• _ENTRIES SHOWN_:
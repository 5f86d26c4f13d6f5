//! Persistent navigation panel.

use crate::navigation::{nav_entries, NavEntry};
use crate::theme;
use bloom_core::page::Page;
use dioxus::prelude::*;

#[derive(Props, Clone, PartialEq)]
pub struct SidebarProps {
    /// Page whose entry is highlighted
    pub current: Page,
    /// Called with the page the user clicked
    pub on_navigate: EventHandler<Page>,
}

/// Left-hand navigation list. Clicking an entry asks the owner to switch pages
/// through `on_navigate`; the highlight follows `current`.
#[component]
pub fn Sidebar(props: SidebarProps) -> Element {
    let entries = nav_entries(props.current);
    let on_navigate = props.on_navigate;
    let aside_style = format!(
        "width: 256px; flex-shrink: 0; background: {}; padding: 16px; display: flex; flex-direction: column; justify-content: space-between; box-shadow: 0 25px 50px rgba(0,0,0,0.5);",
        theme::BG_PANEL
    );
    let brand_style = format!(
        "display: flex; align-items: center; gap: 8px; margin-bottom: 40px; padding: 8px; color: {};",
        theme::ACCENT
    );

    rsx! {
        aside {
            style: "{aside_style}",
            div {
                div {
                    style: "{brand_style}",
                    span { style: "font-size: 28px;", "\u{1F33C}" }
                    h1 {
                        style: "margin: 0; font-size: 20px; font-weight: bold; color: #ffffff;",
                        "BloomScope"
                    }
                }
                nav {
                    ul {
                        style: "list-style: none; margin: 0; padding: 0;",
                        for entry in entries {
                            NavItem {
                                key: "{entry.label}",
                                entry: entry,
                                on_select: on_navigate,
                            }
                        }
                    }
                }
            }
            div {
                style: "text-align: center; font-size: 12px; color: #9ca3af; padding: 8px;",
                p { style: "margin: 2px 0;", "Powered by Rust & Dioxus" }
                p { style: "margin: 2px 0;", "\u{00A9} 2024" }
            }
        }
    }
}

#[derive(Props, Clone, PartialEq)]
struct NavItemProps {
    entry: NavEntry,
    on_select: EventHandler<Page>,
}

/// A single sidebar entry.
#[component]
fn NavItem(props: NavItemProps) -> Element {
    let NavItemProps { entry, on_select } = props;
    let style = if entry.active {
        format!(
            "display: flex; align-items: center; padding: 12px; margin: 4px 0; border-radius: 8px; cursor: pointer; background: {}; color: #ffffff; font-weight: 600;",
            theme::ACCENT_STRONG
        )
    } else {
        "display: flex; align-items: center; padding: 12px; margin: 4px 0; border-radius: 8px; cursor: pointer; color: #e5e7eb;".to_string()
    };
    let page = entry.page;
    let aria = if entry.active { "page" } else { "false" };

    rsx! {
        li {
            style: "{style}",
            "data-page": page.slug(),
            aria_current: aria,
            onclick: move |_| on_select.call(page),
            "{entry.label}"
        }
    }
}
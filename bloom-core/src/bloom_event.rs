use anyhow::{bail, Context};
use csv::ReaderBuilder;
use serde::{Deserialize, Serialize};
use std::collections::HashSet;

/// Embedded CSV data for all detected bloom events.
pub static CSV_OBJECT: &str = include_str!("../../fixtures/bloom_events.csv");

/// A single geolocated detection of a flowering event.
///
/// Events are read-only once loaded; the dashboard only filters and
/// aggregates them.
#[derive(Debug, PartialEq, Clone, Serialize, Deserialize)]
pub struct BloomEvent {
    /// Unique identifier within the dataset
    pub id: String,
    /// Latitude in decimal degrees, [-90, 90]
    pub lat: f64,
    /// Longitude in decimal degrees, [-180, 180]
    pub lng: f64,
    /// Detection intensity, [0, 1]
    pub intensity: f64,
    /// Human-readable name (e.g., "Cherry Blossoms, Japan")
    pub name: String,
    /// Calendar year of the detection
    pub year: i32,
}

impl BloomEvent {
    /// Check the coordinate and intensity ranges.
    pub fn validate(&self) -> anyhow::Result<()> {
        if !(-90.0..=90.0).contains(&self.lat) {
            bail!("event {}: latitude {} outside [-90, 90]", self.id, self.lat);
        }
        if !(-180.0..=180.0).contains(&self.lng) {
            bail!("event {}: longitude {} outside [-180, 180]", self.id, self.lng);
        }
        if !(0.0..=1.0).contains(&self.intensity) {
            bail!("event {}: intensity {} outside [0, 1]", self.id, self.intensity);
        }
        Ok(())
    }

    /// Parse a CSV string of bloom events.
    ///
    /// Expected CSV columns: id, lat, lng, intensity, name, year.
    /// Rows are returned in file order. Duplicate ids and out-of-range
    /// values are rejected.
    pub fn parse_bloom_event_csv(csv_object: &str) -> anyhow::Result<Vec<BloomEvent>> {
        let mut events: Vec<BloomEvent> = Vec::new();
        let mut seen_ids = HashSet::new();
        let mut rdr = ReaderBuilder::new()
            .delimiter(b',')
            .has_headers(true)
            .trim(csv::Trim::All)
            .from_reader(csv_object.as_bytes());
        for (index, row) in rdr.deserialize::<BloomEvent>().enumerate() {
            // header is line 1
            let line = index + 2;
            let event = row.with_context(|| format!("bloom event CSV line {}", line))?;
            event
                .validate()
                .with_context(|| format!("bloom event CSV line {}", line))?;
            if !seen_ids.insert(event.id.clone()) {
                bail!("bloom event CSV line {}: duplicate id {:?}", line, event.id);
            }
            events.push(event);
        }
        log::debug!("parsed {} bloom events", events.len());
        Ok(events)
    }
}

• _ABOUT THIS EXERCISE_:
Each line in the entries above that includes the string "struct" adds to the count; state that count only.

• _TASK ANSWER_:
3